Siamo al secondo meeting con il Dott.Lops
Oggi parliamo di Global debat in economia: uno degli esponenti delle élite globali,
George Soros pur sposando la tesi globalista forte non ne
condivide l’ottimismo, mettendo in luce l’asimmetria fra i mercati
globalizzati e ritardo delle istituzioni economico-politiche
internazionali che faticano a frenare speculazione diseguaglianze,
così come l’ex vicepresidente della Banca Mondiale Joseph
Stiglitz che muove le sue riflessioni dalle medesime posizioni.
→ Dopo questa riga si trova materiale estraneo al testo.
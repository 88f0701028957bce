use crate::pool::PoolType;
use std::time::Duration;
use thiserror::Error;

#[derive(Error, Debug, Clone, PartialEq)]
pub enum DomainError {
    #[error("{pool} pool exhausted after waiting {waited_ms}ms")]
    PoolExhausted { pool: PoolType, waited_ms: u64 },

    #[error("{0} pool is closed")]
    PoolClosed(PoolType),

    #[error("Connection factory error: {0}")]
    ConnectionFactory(String),

    #[error("Connection {0} is not checked out from this pool")]
    UnknownConnection(u64),

    #[error("Cache tier unavailable: {0}")]
    CacheTierUnavailable(String),

    #[error("Rate limit of {limit} requests exceeded, retry after {retry_after_secs}s")]
    RateLimitExceeded { limit: u32, retry_after_secs: u64 },

    #[error("Replica lag check failed: {0}")]
    LagCheckFailed(String),

    #[error("Rate limit store error: {0}")]
    RateLimitStore(String),

    #[error("Serialization error: {0}")]
    Serialization(String),
}

impl DomainError {
    /// How long the caller should wait before retrying, for the failures that
    /// represent backpressure rather than breakage.
    pub fn retry_after(&self) -> Option<Duration> {
        match self {
            Self::PoolExhausted { waited_ms, .. } => Some(Duration::from_millis(*waited_ms)),
            Self::RateLimitExceeded {
                retry_after_secs, ..
            } => Some(Duration::from_secs(*retry_after_secs)),
            _ => None,
        }
    }

    pub fn is_retryable(&self) -> bool {
        matches!(
            self,
            Self::PoolExhausted { .. }
                | Self::ConnectionFactory(_)
                | Self::RateLimitExceeded { .. }
                | Self::CacheTierUnavailable(_)
        )
    }
}
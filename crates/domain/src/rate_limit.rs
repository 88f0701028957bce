use chrono::{DateTime, Utc};
use serde::Serialize;
use std::convert::Infallible;
use std::fmt;
use std::str::FromStr;

/// Client family used to pick a quota. Unrecognized values keep their
/// original spelling and get the default quota.
#[derive(Debug, Clone, PartialEq, Eq, Hash)]
pub enum ClientType {
    Web,
    MobileIos,
    MobileAndroid,
    Mobile,
    Other(String),
}

impl ClientType {
    pub fn as_str(&self) -> &str {
        match self {
            Self::Web => "web",
            Self::MobileIos => "mobile-ios",
            Self::MobileAndroid => "mobile-android",
            Self::Mobile => "mobile",
            Self::Other(name) => name,
        }
    }

    pub fn is_mobile(&self) -> bool {
        matches!(self, Self::MobileIos | Self::MobileAndroid | Self::Mobile)
    }
}

impl fmt::Display for ClientType {
    fn fmt(&self, f: &mut fmt::Formatter<'_>) -> fmt::Result {
        f.write_str(self.as_str())
    }
}

impl From<&str> for ClientType {
    fn from(s: &str) -> Self {
        match s.trim().to_lowercase().as_str() {
            "web" => Self::Web,
            "mobile-ios" | "mobile_ios" | "ios" => Self::MobileIos,
            "mobile-android" | "mobile_android" | "android" => Self::MobileAndroid,
            "mobile" => Self::Mobile,
            other => Self::Other(other.to_string()),
        }
    }
}

/// Every string names some client, so parsing never fails.
impl FromStr for ClientType {
    type Err = Infallible;

    fn from_str(s: &str) -> Result<Self, Self::Err> {
        Ok(Self::from(s))
    }
}

/// Outcome of one admission check. Never stored.
#[derive(Debug, Clone, PartialEq, Serialize)]
pub struct RateLimitResult {
    pub allowed: bool,
    pub limit: u32,
    pub remaining: u32,
    pub reset_at: DateTime<Utc>,
    pub retry_after_seconds: Option<u64>,
}

impl RateLimitResult {
    pub fn allowed(limit: u32, remaining: u32, reset_at: DateTime<Utc>) -> Self {
        Self {
            allowed: true,
            limit,
            remaining,
            reset_at,
            retry_after_seconds: None,
        }
    }

    pub fn rejected(limit: u32, reset_at: DateTime<Utc>, retry_after_seconds: u64) -> Self {
        Self {
            allowed: false,
            limit,
            remaining: 0,
            reset_at,
            retry_after_seconds: Some(retry_after_seconds.max(1)),
        }
    }

    /// Header pairs for the web layer: limit, remaining, reset (unix seconds)
    /// and `Retry-After` on rejection.
    pub fn headers(&self) -> Vec<(&'static str, String)> {
        let mut headers = vec![
            ("X-RateLimit-Limit", self.limit.to_string()),
            ("X-RateLimit-Remaining", self.remaining.to_string()),
            ("X-RateLimit-Reset", self.reset_at.timestamp().to_string()),
        ];
        if let Some(retry_after) = self.retry_after_seconds {
            headers.push(("Retry-After", retry_after.to_string()));
        }
        headers
    }
}
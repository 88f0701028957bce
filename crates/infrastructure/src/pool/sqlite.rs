use async_trait::async_trait;
use quire_application::ports::ConnectionFactory;
use quire_domain::DomainError;
use sqlx::sqlite::{SqliteConnectOptions, SqliteConnection, SqliteJournalMode, SqliteSynchronous};
use sqlx::{ConnectOptions, Connection};
use std::str::FromStr;
use std::time::Duration;
use tracing::warn;

/// Opens SQLite connections for one pool.
///
/// Writers create the database if needed and run in WAL mode so readers and
/// the writer don't block each other. Readers open the file read-only.
#[derive(Debug, Clone)]
pub struct SqliteConnectionFactory {
    options: SqliteConnectOptions,
    read_only: bool,
}

impl SqliteConnectionFactory {
    pub fn writer(database_url: &str) -> Result<Self, DomainError> {
        let options = Self::base_options(database_url)?
            .create_if_missing(true)
            .journal_mode(SqliteJournalMode::Wal)
            .synchronous(SqliteSynchronous::Normal);
        Ok(Self {
            options,
            read_only: false,
        })
    }

    pub fn reader(database_url: &str) -> Result<Self, DomainError> {
        let options = Self::base_options(database_url)?
            .create_if_missing(false)
            .read_only(true);
        Ok(Self {
            options,
            read_only: true,
        })
    }

    fn base_options(database_url: &str) -> Result<SqliteConnectOptions, DomainError> {
        let options = SqliteConnectOptions::from_str(database_url).map_err(|e| {
            DomainError::ConnectionFactory(format!("invalid database url '{database_url}': {e}"))
        })?;
        // Avoid SQLITE_BUSY errors under concurrent load
        Ok(options.busy_timeout(Duration::from_secs(5)))
    }

    pub fn is_read_only(&self) -> bool {
        self.read_only
    }
}

#[async_trait]
impl ConnectionFactory for SqliteConnectionFactory {
    type Connection = SqliteConnection;

    async fn connect(&self) -> Result<SqliteConnection, DomainError> {
        self.options
            .connect()
            .await
            .map_err(|e| DomainError::ConnectionFactory(e.to_string()))
    }

    async fn close(&self, connection: SqliteConnection) {
        if let Err(e) = connection.close().await {
            warn!(error = %e, read_only = self.read_only, "Failed to close SQLite connection cleanly");
        }
    }
}
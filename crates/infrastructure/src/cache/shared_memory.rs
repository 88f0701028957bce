use async_trait::async_trait;
use bytes::Bytes;
use dashmap::DashMap;
use quire_application::ports::{CacheBackend, SharedCacheHit};
use quire_domain::DomainError;
use rustc_hash::{FxBuildHasher, FxHashSet};
use std::sync::atomic::{AtomicBool, Ordering as AtomicOrdering};
use std::time::Duration;
use tokio::time::Instant;

struct SharedValue {
    value: Bytes,
    expires_at: Option<Instant>,
}

struct SharedSet {
    members: FxHashSet<String>,
    expires_at: Option<Instant>,
}

/// `None` when `ttl` reaches past what the clock can represent.
fn deadline(now: Instant, ttl: Duration) -> Option<Instant> {
    now.checked_add(ttl)
}

/// Process-local stand-in for the networked tier: TTL values plus string sets.
///
/// `set_offline(true)` makes every call fail with `CacheTierUnavailable`, which
/// is how degraded-mode behaviour is exercised without a real server.
pub struct InMemorySharedCache {
    values: DashMap<String, SharedValue, FxBuildHasher>,
    sets: DashMap<String, SharedSet, FxBuildHasher>,
    offline: AtomicBool,
}

impl InMemorySharedCache {
    pub fn new() -> Self {
        Self {
            values: DashMap::with_hasher(FxBuildHasher),
            sets: DashMap::with_hasher(FxBuildHasher),
            offline: AtomicBool::new(false),
        }
    }

    pub fn set_offline(&self, offline: bool) {
        self.offline.store(offline, AtomicOrdering::Relaxed);
    }

    fn check_online(&self) -> Result<(), DomainError> {
        if self.offline.load(AtomicOrdering::Relaxed) {
            return Err(DomainError::CacheTierUnavailable(
                "in-memory shared cache is offline".to_string(),
            ));
        }
        Ok(())
    }
}

impl Default for InMemorySharedCache {
    fn default() -> Self {
        Self::new()
    }
}

#[async_trait]
impl CacheBackend for InMemorySharedCache {
    async fn ping(&self) -> Result<(), DomainError> {
        self.check_online()
    }

    async fn get(&self, key: &str) -> Result<Option<SharedCacheHit>, DomainError> {
        self.check_online()?;
        let now = Instant::now();

        let expired = match self.values.get(key) {
            None => return Ok(None),
            Some(entry) => match entry.expires_at {
                Some(at) if at <= now => true,
                Some(at) => {
                    return Ok(Some(SharedCacheHit {
                        value: entry.value.clone(),
                        remaining_ttl: Some(at - now),
                    }))
                }
                None => {
                    return Ok(Some(SharedCacheHit {
                        value: entry.value.clone(),
                        remaining_ttl: None,
                    }))
                }
            },
        };

        if expired {
            self.values.remove(key);
        }
        Ok(None)
    }

    async fn set_with_ttl(
        &self,
        key: &str,
        value: Bytes,
        ttl: Duration,
    ) -> Result<(), DomainError> {
        self.check_online()?;
        self.values.insert(
            key.to_string(),
            SharedValue {
                value,
                expires_at: deadline(Instant::now(), ttl),
            },
        );
        Ok(())
    }

    async fn delete(&self, keys: &[String]) -> Result<u64, DomainError> {
        self.check_online()?;
        let removed = keys
            .iter()
            .filter(|key| {
                let value = self.values.remove(key.as_str()).is_some();
                let set = self.sets.remove(key.as_str()).is_some();
                value || set
            })
            .count();
        Ok(removed as u64)
    }

    async fn add_to_set(
        &self,
        set_key: &str,
        member: &str,
        ttl: Duration,
    ) -> Result<(), DomainError> {
        self.check_online()?;
        let now = Instant::now();
        let expires_at = deadline(now, ttl);

        let mut set = self
            .sets
            .entry(set_key.to_string())
            .or_insert_with(|| SharedSet {
                members: FxHashSet::default(),
                expires_at,
            });
        if set.expires_at.is_some_and(|at| at <= now) {
            set.members.clear();
            set.expires_at = expires_at;
        }
        set.expires_at = match (set.expires_at, expires_at) {
            (Some(current), Some(new)) => Some(current.max(new)),
            _ => None,
        };
        set.members.insert(member.to_string());
        Ok(())
    }

    async fn set_members(&self, set_key: &str) -> Result<Vec<String>, DomainError> {
        self.check_online()?;
        let now = Instant::now();

        let expired = match self.sets.get(set_key) {
            None => return Ok(Vec::new()),
            Some(set) if set.expires_at.is_some_and(|at| at <= now) => true,
            Some(set) => return Ok(set.members.iter().cloned().collect()),
        };

        if expired {
            self.sets.remove(set_key);
        }
        Ok(Vec::new())
    }
}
Alla
visione dell‟automatismo del mercato unico spontaneamente
autoregolatosi, torna ad affiancarsi l’esigenza d‟interventi di
natura politica, la tesi della forma dello Stato nazione fa spazio a
quella della regolazione e governance.
Ci dia un suo punto di vista.
La teoria del mercato che si autoregola in modo spontaneo ed efficace è,
purtroppo per gli ideatori, rimasta una teoria.
Alla prova dei fatti il mercato ha dimostrato sì di sapersi autoregolare ma
con un caro prezzo da pagare: quello di alimentare le disuguaglianze
sociali.
Se quindi nell‘idea (o forse dovremmo meglio dire ideologia) dei teorici del mercato libero che si autoregola, era anche previsto il meccanismo
perverso del favorire – nel processo diautoregolazione – il trasferimento della ricchezza globale nelle mani di una ristretta élite di capitalisti
finanziari e di multinazionali, allora possiamo dire che la teoria è compiuta.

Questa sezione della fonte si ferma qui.